С этим приходится если не мириться, то считаться, но невозможно для Пришвина примириться с бессмысленностью происходящего – не исчезает надежда на некую мистическую роль революции в процессе «перерождения мира» («чаемого преображения»), уходящая корнями в культуру модерна («я под игом никогда не обрету в душе точки зрения, с которой революция наша, страдания наши покажутся звеном в цепи событий, перерождающих мир»). Впрочем, иллюзии относительно религиозной роли революции постепенно рассеивались, в частности под влиянием пьесы В. Гиппиуса, в которой идея жертвенного служения человеку с целью осуществления «материальных вожделений народа», заместившая библейскую идею жертвенного служения Богу, предстает как соблазн, превращающий героя из «раба Божия», осуществляющего волю Божию, в вождя. Между тем Пришвин называет пьесу «изумительной мистерией» и полагает, что «это произведение – первая (единственная) попытка стать на вершину пирамиды современности и так посмотреть "sub specie aeternitatis"» – с точки зрения вечности.

Пришвину необходимо обрести собственную, свободную точку зрения, не навязанную исторической реальностью, которая оставляла только две возможности, недостаточные для писателя, – быть «за» или «против». Обретение и охрана личной свободы вопреки окружающему становится его главной задачей как человека и художника в советской действительности: борьба с внешним «игом» и борьба с «обезьяной в себе» за собственное «я». Ведь даже и в этой ситуации в 1922 г. он записывает в дневнике: «Душа раздвоена: по самому искреннему хочется проклясть всю эту мерзость, которую называют революцией, а станешь думать, выходит из нее хорошо, да, хорошо: сонная, отвратительная Россия исчезает, появляются вокруг на улице бодрые, энергичные молодые люди». Или, не пугаясь парадоксальности и уязвимости своих суждений, отмечает, что «социализм, будучи отрицательной, разрушительной силой, врывается в христианское сознание современного человечества» и взрывает его. «Сонная, отвратительная Россия», «опустевшее место», «призрак» – это образы традиционного общества, которому время поставило в России предел; в 1923–1925 гг. в дневнике писателя снижается пафос трагедии и гибели и все более возрастает значение обыденной необходимости жить («все провалилось – Эллада, Россия, великое отечество… казалось, нельзя жить на земле без такого отечества… но греки живут и в наше время: значит, можно жить и без Эллады»).

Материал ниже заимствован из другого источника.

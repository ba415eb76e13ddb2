//! Ranking engine — release reception, stat deltas and the global chart.
//!
//! Three operations:
//!   1. `calculate_ranking_update` turns a music-quality signal into a
//!      bounded `RankingUpdate` (pure apart from the injected rolls).
//!   2. `apply_ranking_update` applies it to one user: fame clamped to
//!      [1, 100], streams/fans floored at 0, and a provisional chart move.
//!   3. `update_global_rankings` is the authoritative chart: a full scan
//!      that clears every position and assigns 1..=N to the top N scores.
//!
//! Roll order in `calculate_ranking_update` (fixed, tests depend on it):
//!   market response, viral trial, chart movement (only when moving).

use crate::{
    config::{EngineConfig, RankingConfig},
    error::{ProgressionError, ProgressionResult},
    model::{UserProgress, FAME_MAX, FAME_MIN, UNRANKED},
    rng::Roll,
    score_model,
    store::ProgressStore,
    types::{Timestamp, UserId},
};
use serde::{Deserialize, Serialize};

pub const VIRAL_REASON: &str = "Viral hit! 🔥";

#[derive(Debug, Clone, Serialize, Deserialize, PartialEq)]
pub struct RankingUpdate {
    pub fame_change: i64,
    pub daily_streams_change: i64,
    pub total_streams_change: i64,
    pub fanbase_change: i64,
    /// Negative moves up the chart (towards position 1).
    pub chart_position_change: i64,
    pub market_response: f64,
    pub viral: bool,
    pub release_impact: i64,
    pub reason: String,
}

#[derive(Debug, Clone, Serialize, Deserialize, PartialEq)]
pub struct LeaderboardEntry {
    pub position: i64,
    pub user_id: UserId,
    pub display_name: String,
    pub score: f64,
    pub fame: i64,
    pub fanbase: i64,
    pub total_streams: i64,
}

#[derive(Debug, Clone, Serialize, Deserialize, PartialEq)]
pub struct Leaderboard {
    /// Users that qualified for scoring (any activity at all).
    pub active_users: usize,
    pub entries: Vec<LeaderboardEntry>,
}

fn reception(music_quality: f64) -> &'static str {
    if music_quality > 0.8 {
        "Strong reception"
    } else if music_quality >= 0.5 {
        "Solid release"
    } else if music_quality >= 0.3 {
        "Mixed reception"
    } else {
        "Poor reception"
    }
}

/// Score a release. Quality below 0.3 (streams) or 0.4 (fans) produces
/// negative deltas: a poorly received release costs audience.
pub fn calculate_ranking_update(
    music_quality: f64,
    release_impact: i64,
    config: &RankingConfig,
    rng: &mut impl Roll,
) -> ProgressionResult<RankingUpdate> {
    if !music_quality.is_finite() || !(0.0..=1.0).contains(&music_quality) {
        return Err(ProgressionError::InvalidInput(format!(
            "music quality must be within [0, 1], got {music_quality}"
        )));
    }
    if !(0..=100).contains(&release_impact) {
        return Err(ProgressionError::InvalidInput(format!(
            "release impact must be within [0, 100], got {release_impact}"
        )));
    }

    let base_streams_growth = ((music_quality - 0.3) * 5000.0).floor();
    let base_fans_growth = ((music_quality - 0.4) * 1000.0).floor();

    let market_response = 0.5 + 0.5 * rng.next_f64();
    let mut daily_streams_change = (base_streams_growth * market_response).floor() as i64;
    let mut fanbase_change = (base_fans_growth * market_response).floor() as i64;
    let mut total_streams_change = daily_streams_change * 7;

    let viral_chance = if music_quality > config.viral_quality_threshold {
        config.viral_chance_high
    } else {
        config.viral_chance_low
    };
    let viral = rng.chance(viral_chance);
    if viral {
        daily_streams_change *= 5;
        total_streams_change *= 3;
        fanbase_change *= 3;
    }

    let mut fame_change = 0;
    if daily_streams_change > 5000 {
        fame_change += 5;
    }
    if fanbase_change > 500 {
        fame_change += 3;
    }
    if music_quality > 0.8 {
        fame_change += 4;
    }
    if music_quality < 0.3 {
        fame_change -= 2;
    }

    let momentum = (daily_streams_change + fanbase_change) as f64 / 1000.0;
    let chart_position_change = if momentum > 10.0 {
        -rng.range_i64(10, 30)
    } else if momentum < -5.0 {
        rng.range_i64(5, 20)
    } else {
        0
    };

    let reason = if viral { VIRAL_REASON } else { reception(music_quality) };

    log::debug!(
        "ranking: q={music_quality:.2} market={market_response:.2} viral={viral} \
         daily={daily_streams_change:+} fans={fanbase_change:+} fame={fame_change:+} \
         chart={chart_position_change:+}"
    );

    Ok(RankingUpdate {
        fame_change,
        daily_streams_change,
        total_streams_change,
        fanbase_change,
        chart_position_change,
        market_response,
        viral,
        release_impact,
        reason: reason.to_string(),
    })
}

/// Provisional chart position after a move. Entering the chart counts down
/// from the bottom slot; a ranked user can drop out by falling past 0.
pub fn provisional_position(current: i64, change: i64, chart_size: i64) -> i64 {
    if current == UNRANKED {
        if change < 0 {
            chart_size.min(chart_size + change).max(1)
        } else {
            UNRANKED
        }
    } else {
        (current + change).clamp(UNRANKED, chart_size)
    }
}

/// Apply `update` to `user` in place. Pure; the caller persists.
pub fn apply_update_to_user(
    user: &mut UserProgress,
    update: &RankingUpdate,
    config: &RankingConfig,
    now: Timestamp,
) {
    user.fame = (user.fame + update.fame_change).clamp(FAME_MIN, FAME_MAX);
    user.daily_streams = (user.daily_streams + update.daily_streams_change).max(0);
    user.total_streams = (user.total_streams + update.total_streams_change).max(0);
    user.fanbase = (user.fanbase + update.fanbase_change).max(0);
    user.chart_position =
        provisional_position(user.chart_position, update.chart_position_change, config.chart_size);
    user.influence = score_model::influence(user, config);
    user.last_activity_date = Some(now);
}

/// Load, update and persist one user. The chart position written here is a
/// local estimate; callers finalize it with `update_global_rankings`.
pub fn apply_ranking_update(
    store: &ProgressStore,
    config: &EngineConfig,
    user_id: &str,
    update: &RankingUpdate,
    now: Timestamp,
) -> ProgressionResult<UserProgress> {
    let mut user = store.require_user(user_id)?;
    apply_update_to_user(&mut user, update, &config.ranking, now);
    store.save_user(&user)?;
    Ok(user)
}

/// Recompute the whole chart from scratch.
///
/// Ties on score are broken by user_id ascending so the result is a pure
/// function of the stored stats.
pub fn update_global_rankings(
    store: &ProgressStore,
    config: &EngineConfig,
) -> ProgressionResult<Leaderboard> {
    store.transaction(|store| {
        let weights = &config.ranking;
        let mut scored: Vec<(f64, UserProgress)> = store
            .active_users()?
            .into_iter()
            .map(|u| (score_model::ranking_score(&u, weights), u))
            .collect();
        debug_assert!(scored.iter().all(|(_, u)| u.is_active()));
        scored.sort_by(|a, b| {
            b.0.total_cmp(&a.0)
                .then_with(|| a.1.user_id.cmp(&b.1.user_id))
        });

        let active_users = scored.len();
        store.clear_chart_positions()?;

        let mut entries = Vec::new();
        for (idx, (score, user)) in scored
            .into_iter()
            .take(weights.chart_size.max(0) as usize)
            .enumerate()
        {
            let position = idx as i64 + 1;
            store.set_chart_position(&user.user_id, position)?;
            entries.push(LeaderboardEntry {
                position,
                user_id: user.user_id,
                display_name: user.display_name,
                score,
                fame: user.fame,
                fanbase: user.fanbase,
                total_streams: user.total_streams,
            });
        }

        log::info!("rankings: {active_users} active users, {} charted", entries.len());
        Ok(Leaderboard { active_users, entries })
    })
}

/// The current chart as last computed, top `limit` positions.
pub fn leaderboard(
    store: &ProgressStore,
    config: &EngineConfig,
    limit: usize,
) -> ProgressionResult<Vec<LeaderboardEntry>> {
    let entries = store
        .ranked_users(limit)?
        .into_iter()
        .map(|u| LeaderboardEntry {
            position: u.chart_position,
            score: score_model::ranking_score(&u, &config.ranking),
            user_id: u.user_id,
            display_name: u.display_name,
            fame: u.fame,
            fanbase: u.fanbase,
            total_streams: u.total_streams,
        })
        .collect();
    Ok(entries)
}
//! SQLite persistence layer.
//!
//! RULE: Only the store talks to the database.
//! Engine components call store methods — they never execute SQL directly.
//! Multi-statement mutations go through `transaction()`, which opens a
//! `BEGIN IMMEDIATE` write transaction (or a savepoint when already inside
//! one) so check-then-act sequences are serialized against other writers.

use crate::{
    error::ProgressionResult,
    event::{EventLogEntry, ProgressionEvent},
    types::{from_epoch, to_epoch, Timestamp},
};
use rusqlite::{params, Connection};

mod achievement;
mod card;
mod release;
mod user;

pub struct ProgressStore {
    conn: Connection,
}

impl ProgressStore {
    pub fn open(path: &str) -> ProgressionResult<Self> {
        let conn = Connection::open_with_flags(
            path,
            rusqlite::OpenFlags::SQLITE_OPEN_READ_WRITE
                | rusqlite::OpenFlags::SQLITE_OPEN_CREATE
                | rusqlite::OpenFlags::SQLITE_OPEN_URI,
        )?;
        // WAL mode only for real files (shared-memory and :memory: ignore it).
        let _ = conn.execute_batch("PRAGMA journal_mode=WAL;");
        conn.execute_batch("PRAGMA foreign_keys=ON;")?;
        conn.busy_timeout(std::time::Duration::from_secs(5))?;
        Ok(Self { conn })
    }

    /// Open an in-memory database (used in tests).
    pub fn in_memory() -> ProgressionResult<Self> {
        let conn = Connection::open(":memory:")?;
        conn.execute_batch("PRAGMA foreign_keys=ON;")?;
        Ok(Self { conn })
    }

    /// Apply all schema migrations in order.
    pub fn migrate(&self) -> ProgressionResult<()> {
        self.conn
            .execute_batch(include_str!("../../../migrations/001_progression.sql"))?;
        Ok(())
    }

    /// Run `f` atomically. Any error rolls back every write made by `f`.
    pub fn transaction<T>(
        &self,
        f: impl FnOnce(&Self) -> ProgressionResult<T>,
    ) -> ProgressionResult<T> {
        let (begin, commit, rollback) = if self.conn.is_autocommit() {
            ("BEGIN IMMEDIATE", "COMMIT", "ROLLBACK")
        } else {
            ("SAVEPOINT nested", "RELEASE nested", "ROLLBACK TO nested; RELEASE nested")
        };

        self.conn.execute_batch(begin)?;
        let outcome = f(self).and_then(|value| {
            self.conn.execute_batch(commit)?;
            Ok(value)
        });
        if outcome.is_err() {
            if let Err(e) = self.conn.execute_batch(rollback) {
                log::error!("store: rollback failed: {e}");
            }
        }
        outcome
    }

    // ── Event log ──────────────────────────────────────────────

    pub fn append_event(&self, event: &ProgressionEvent, at: Timestamp) -> ProgressionResult<()> {
        self.conn.execute(
            "INSERT INTO event_log (subject_id, event_type, payload, created_at)
             VALUES (?1, ?2, ?3, ?4)",
            params![
                event.subject_id(),
                event.type_name(),
                serde_json::to_string(event)?,
                to_epoch(at),
            ],
        )?;
        Ok(())
    }

    pub fn events_for_subject(&self, subject_id: &str) -> ProgressionResult<Vec<EventLogEntry>> {
        let mut stmt = self.conn.prepare(
            "SELECT id, subject_id, event_type, payload, created_at
             FROM event_log WHERE subject_id = ?1
             ORDER BY id ASC",
        )?;
        let entries = stmt
            .query_map(params![subject_id], |row| {
                Ok(EventLogEntry {
                    id: Some(row.get(0)?),
                    subject_id: row.get(1)?,
                    event_type: row.get(2)?,
                    payload: row.get(3)?,
                    created_at: from_epoch(row.get(4)?),
                })
            })?
            .collect::<Result<Vec<_>, _>>()?;
        Ok(entries)
    }

    /// Number of logged events of one type (for tests and summaries).
    pub fn event_count(&self, event_type: &str) -> ProgressionResult<i64> {
        let count: i64 = self.conn.query_row(
            "SELECT COUNT(*) FROM event_log WHERE event_type = ?1",
            params![event_type],
            |row| row.get(0),
        )?;
        Ok(count)
    }
}

/// Optional epoch column → optional timestamp.
fn opt_ts(secs: Option<i64>) -> Option<Timestamp> {
    secs.map(from_epoch)
}
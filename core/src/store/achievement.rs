//! Store methods for sales milestone achievements.

use super::ProgressStore;
use crate::{
    error::ProgressionResult,
    model::BandAchievement,
    types::{from_epoch, to_epoch},
};
use rusqlite::params;

impl ProgressStore {
    pub fn achievement_exists(&self, card_id: &str, achievement_type: &str) -> ProgressionResult<bool> {
        let count: i64 = self.conn.query_row(
            "SELECT COUNT(*) FROM band_achievement
             WHERE card_id = ?1 AND achievement_type = ?2",
            params![card_id, achievement_type],
            |row| row.get(0),
        )?;
        Ok(count > 0)
    }

    /// Insert unless the (card, type) pair already exists.
    /// Returns true only when a new row was written.
    pub fn insert_achievement(&self, a: &BandAchievement) -> ProgressionResult<bool> {
        let changed = self.conn.execute(
            "INSERT OR IGNORE INTO band_achievement (
                achievement_id, card_id, achievement_type, sales_required,
                sales_at_achievement, fame_boost_percent, achieved_at
             ) VALUES (?1, ?2, ?3, ?4, ?5, ?6, ?7)",
            params![
                a.achievement_id,
                a.card_id,
                a.achievement_type,
                a.sales_required,
                a.sales_at_achievement,
                a.fame_boost_percent,
                to_epoch(a.achieved_at),
            ],
        )?;
        Ok(changed == 1)
    }

    pub fn achievements_for_card(&self, card_id: &str) -> ProgressionResult<Vec<BandAchievement>> {
        let mut stmt = self.conn.prepare(
            "SELECT achievement_id, card_id, achievement_type, sales_required,
                    sales_at_achievement, fame_boost_percent, achieved_at
             FROM band_achievement WHERE card_id = ?1
             ORDER BY sales_required ASC",
        )?;
        let rows = stmt.query_map(params![card_id], |row| {
            Ok(BandAchievement {
                achievement_id: row.get(0)?,
                card_id: row.get(1)?,
                achievement_type: row.get(2)?,
                sales_required: row.get(3)?,
                sales_at_achievement: row.get(4)?,
                fame_boost_percent: row.get(5)?,
                achieved_at: from_epoch(row.get(6)?),
            })
        })?;
        rows.collect::<Result<Vec<_>, _>>().map_err(Into::into)
    }
}
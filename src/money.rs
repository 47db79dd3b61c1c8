// Copyright (c) 2025 Soumyadip Sarkar.
// All rights reserved.
//
// This source code is licensed under the license found in the
// LICENSE file in the root directory of this source tree.

//! Exact fixed-point money.
//!
//! Amounts are carried as [`rust_decimal::Decimal`] and quantized to two
//! fractional digits (round half away from zero) whenever they cross the
//! storage boundary. Binary floats never take part in arithmetic, and sums go
//! through checked operations so overflow is reported instead of panicking.

use std::fmt;
use std::ops::Neg;
use std::str::FromStr;

use rusqlite::types::{FromSql, FromSqlError, FromSqlResult, ToSql, ToSqlOutput, ValueRef};
use rust_decimal::{Decimal, RoundingStrategy};
use serde::{Deserialize, Deserializer, Serialize, Serializer};

/// Number of fractional digits kept in storage and reports.
pub const SCALE: u32 = 2;

/// Signed monetary amount. Positive is income/credit, negative is expense/debit.
#[derive(Debug, Clone, Copy, Default, PartialEq, Eq, PartialOrd, Ord, Hash)]
pub struct Money(Decimal);

impl Money {
    pub const ZERO: Money = Money(Decimal::ZERO);

    /// Rounds to exactly two fractional digits, half away from zero.
    /// Quantizing an already quantized value is a no-op.
    pub fn quantize(self) -> Money {
        let mut d = self
            .0
            .round_dp_with_strategy(SCALE, RoundingStrategy::MidpointAwayFromZero);
        d.rescale(SCALE);
        if d.is_zero() {
            d.set_sign_positive(true);
        }
        Money(d)
    }

    /// Lenient parse of user supplied text.
    ///
    /// Trims whitespace and accepts `,` as well as `.` as the decimal
    /// separator. Empty or malformed input yields `default` instead of an
    /// error. The result is not quantized; that happens on write.
    pub fn parse_with_default(text: &str, default: Money) -> Money {
        let cleaned = text.trim();
        if cleaned.is_empty() {
            return default;
        }
        match Decimal::from_str(&cleaned.replace(',', ".")) {
            Ok(d) => Money(d),
            Err(err) => {
                tracing::warn!(input = %text, %err, "could not parse amount, using default");
                default
            }
        }
    }

    /// [`Money::parse_with_default`] falling back to zero.
    pub fn parse_or_zero(text: &str) -> Money {
        Self::parse_with_default(text, Money::ZERO)
    }

    /// `None` when the result leaves the representable range.
    pub fn checked_add(self, rhs: Money) -> Option<Money> {
        self.0.checked_add(rhs.0).map(Money)
    }

    pub fn checked_sub(self, rhs: Money) -> Option<Money> {
        self.0.checked_sub(rhs.0).map(Money)
    }

    /// Exact total of `amounts`, `None` on overflow.
    pub fn checked_sum(amounts: impl IntoIterator<Item = Money>) -> Option<Money> {
        amounts
            .into_iter()
            .try_fold(Money::ZERO, |acc, m| acc.checked_add(m))
    }

    pub fn abs(self) -> Money {
        Money(self.0.abs())
    }
}

impl fmt::Display for Money {
    fn fmt(&self, f: &mut fmt::Formatter<'_>) -> fmt::Result {
        write!(f, "{}", self.quantize().0)
    }
}

/// Strict parse, used where malformed text must surface as an error.
impl FromStr for Money {
    type Err = rust_decimal::Error;

    fn from_str(s: &str) -> Result<Self, Self::Err> {
        Decimal::from_str(&s.trim().replace(',', ".")).map(Money)
    }
}

impl Neg for Money {
    type Output = Money;

    // The decimal range is symmetric, so negation cannot overflow.
    fn neg(self) -> Money {
        Money(-self.0)
    }
}

// Stored as quantized decimal text, never as REAL.
impl ToSql for Money {
    fn to_sql(&self) -> rusqlite::Result<ToSqlOutput<'_>> {
        Ok(ToSqlOutput::from(self.quantize().0.to_string()))
    }
}

impl FromSql for Money {
    fn column_result(value: ValueRef<'_>) -> FromSqlResult<Self> {
        match value {
            ValueRef::Text(bytes) => {
                let text = std::str::from_utf8(bytes).map_err(|e| FromSqlError::Other(Box::new(e)))?;
                Ok(Money::parse_or_zero(text))
            }
            ValueRef::Integer(i) => Ok(Money(Decimal::from(i))),
            // Legacy rows that slipped through as REAL: go through the shortest
            // textual form so 0.1 reads back as 0.1, not its binary expansion.
            ValueRef::Real(f) => Ok(Money::parse_or_zero(&f.to_string())),
            ValueRef::Null => Ok(Money::ZERO),
            ValueRef::Blob(_) => Err(FromSqlError::InvalidType),
        }
    }
}

impl Serialize for Money {
    fn serialize<S: Serializer>(&self, serializer: S) -> Result<S::Ok, S::Error> {
        serializer.collect_str(&self.quantize().0)
    }
}

impl<'de> Deserialize<'de> for Money {
    fn deserialize<D: Deserializer<'de>>(deserializer: D) -> Result<Self, D::Error> {
        let s = String::deserialize(deserializer)?;
        s.parse::<Money>().map_err(serde::de::Error::custom)
    }
}

#[cfg(test)]
mod tests {
    use super::*;

    fn m(s: &str) -> Money {
        s.parse().unwrap()
    }

    #[test]
    fn quantize_rounds_half_away_from_zero() {
        assert_eq!(m("2.675").quantize().to_string(), "2.68");
        assert_eq!(m("-2.675").quantize().to_string(), "-2.68");
        assert_eq!(m("2.674").quantize().to_string(), "2.67");
        assert_eq!(m("5").quantize().to_string(), "5.00");
    }

    #[test]
    fn quantize_is_idempotent() {
        let once = m("19.995").quantize();
        assert_eq!(once.quantize().to_string(), once.to_string());
        assert_eq!(once.to_string(), "20.00");
    }

    #[test]
    fn negative_zero_renders_plain() {
        assert_eq!(m("-0.001").quantize().to_string(), "0.00");
    }

    #[test]
    fn lenient_parse_accepts_both_separators() {
        assert_eq!(Money::parse_or_zero(" 12,50 "), m("12.50"));
        assert_eq!(Money::parse_or_zero("12.5"), m("12.50"));
        assert_eq!(Money::parse_or_zero("-3,1").quantize().to_string(), "-3.10");
    }

    #[test]
    fn lenient_parse_falls_back_on_garbage() {
        assert_eq!(Money::parse_or_zero("abc"), Money::ZERO);
        assert_eq!(Money::parse_or_zero("   "), Money::ZERO);
        assert_eq!(Money::parse_or_zero("1,234.56"), Money::ZERO);
        assert_eq!(Money::parse_with_default("", m("1.00")), m("1.00"));
    }

    #[test]
    fn repeated_addition_does_not_drift() {
        let total = Money::checked_sum(std::iter::repeat(m("0.10")).take(1000)).unwrap();
        assert_eq!(total.to_string(), "100.00");
    }

    #[test]
    fn serializes_as_two_decimal_string() {
        let json = serde_json::to_string(&m("7.5")).unwrap();
        assert_eq!(json, "\"7.50\"");
        let back: Money = serde_json::from_str(&json).unwrap();
        assert_eq!(back, m("7.50"));
    }

    #[test]
    fn overflow_is_reported_not_raised() {
        let max = m("79228162514264337593543950335");
        assert_eq!(max.checked_add(m("1")), None);
        assert_eq!((-max).checked_sub(m("1")), None);
        assert_eq!(Money::checked_sum([max, max]), None);
        assert_eq!(max.checked_sub(max), Some(Money::ZERO));
    }
}
// Copyright (c) 2025 Soumyadip Sarkar.
// All rights reserved.
//
// This source code is licensed under the license found in the
// LICENSE file in the root directory of this source tree.

use directories::ProjectDirs;
use once_cell::sync::Lazy;
use rusqlite::{Connection, Transaction};
use std::fs;
use std::path::{Path, PathBuf};
use tracing::Span;

use crate::error::{LedgerError, Result};
use crate::schema;

static APP: Lazy<(&str, &str, &str)> =
    Lazy::new(|| ("com.alphavelocity", "Pocketledger", "pocketledger"));

pub fn default_db_path() -> Result<PathBuf> {
    let proj = ProjectDirs::from(APP.0, APP.1, APP.2).ok_or(LedgerError::DataDir)?;
    let data_dir = proj.data_dir();
    fs::create_dir_all(data_dir)?;
    Ok(data_dir.join("pocketledger.sqlite"))
}

/// Handle to the ledger database.
///
/// The store holds no open connection. Each operation opens one, enables
/// foreign keys, runs inside a single transaction and closes it again.
#[derive(Debug, Clone)]
pub struct Store {
    path: PathBuf,
    span: Span,
}

impl Store {
    pub fn new(path: impl Into<PathBuf>) -> Self {
        let path = path.into();
        let span = tracing::info_span!("store", path = %path.display());
        Store { path, span }
    }

    /// Uses a caller supplied span as the logging context for every operation.
    pub fn with_span(path: impl Into<PathBuf>, span: Span) -> Self {
        Store {
            path: path.into(),
            span,
        }
    }

    /// Opens the store at `path` and brings its schema up to date.
    pub fn open_or_init(path: impl Into<PathBuf>) -> Result<Self> {
        let store = Store::new(path);
        store.initialize()?;
        Ok(store)
    }

    pub fn path(&self) -> &Path {
        &self.path
    }

    pub fn span(&self) -> &Span {
        &self.span
    }

    /// Idempotent schema creation and migration. Safe on every startup.
    pub fn initialize(&self) -> Result<()> {
        let _enter = self.span.enter();
        if let Some(parent) = self.path.parent() {
            if !parent.as_os_str().is_empty() {
                fs::create_dir_all(parent)?;
            }
        }
        // Foreign keys stay off here: table rebuilds must not cascade.
        let mut conn = Connection::open(&self.path)?;
        schema::initialize(&mut conn)
    }

    pub(crate) fn connect(&self) -> Result<Connection> {
        let conn = Connection::open(&self.path)?;
        conn.execute_batch("PRAGMA foreign_keys = ON;")?;
        Ok(conn)
    }

    /// Runs `f` inside one transaction: commit on `Ok`, roll back on `Err`.
    pub(crate) fn with_tx<T>(&self, f: impl FnOnce(&Transaction<'_>) -> Result<T>) -> Result<T> {
        let _enter = self.span.enter();
        let mut conn = self.connect()?;
        let tx = conn.transaction()?;
        match f(&tx) {
            Ok(value) => {
                tx.commit()?;
                Ok(value)
            }
            Err(err) => {
                tracing::error!(%err, "operation failed, rolling back");
                if let Err(rb) = tx.rollback() {
                    tracing::error!(err = %rb, "rollback failed");
                }
                Err(err)
            }
        }
    }

    /// Read-only variant of [`Store::with_tx`].
    pub(crate) fn read<T>(&self, f: impl FnOnce(&Connection) -> Result<T>) -> Result<T> {
        let _enter = self.span.enter();
        let conn = self.connect()?;
        f(&conn).inspect_err(|err| tracing::error!(%err, "query failed"))
    }
}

Однако в революции и социализме писатель не видит способности «влить новое вино в старые мехи» христианского сознания. В дневнике 1923 г., размышляя над природой социализма, Пришвин определяет социализм как способ рационального понимания мира. Современные социалисты, по Пришвину, это «бумажные герои», стремящиеся построить будущее рациональным способом, – они подобны нигилистам Тургенева, то есть осмыслены в культуре и, следовательно, пережиты («увидеть подобного себе героя… все равно что умереть»). Между тем, Пришвин записывает о мимолетной дорожной встрече с человеком, воплощающим для него неистребимый в России тип «страстного нигилиста, вечного разрушителя» – тип, изжитый в культуре, но оказавшийся в эпицентре истории («Этот старик участвовал в юности в заговоре против Александра И, всю жизнь свергал царей религией Маркса и теперь свергает Маркса, усмотрев в нем царя»). Пришвин противопоставляет «бумажному герою» личность – неповторимое и не исчерпывающееся ни одним литературным героем «я», концентрирующее в себе «волю на неповторимое действие». В то же время Пришвин впервые осознает, что быть личностью в современном мире означает нечто совершенно новое, отмечает, что, как никогда ранее, человеческая личность обнаруживает себя в духовном вакууме («всегда раньше думал, что у нас есть какая-то высокая в моральном и умственном отношении среда», «Пустыня! живу сам с собой»). Перед человеком теперь стоит задача ежедневно воссоздавать собственное сознание и бытие; востребованным оказывается культурный запас индивидуума и способность к жизнетворчеству («Личности, конечно, и теперь есть, но они не составляют среды, они как монады, блуждающие по далеким орбитам»; «личность шествует невидимо по развалинам общества»).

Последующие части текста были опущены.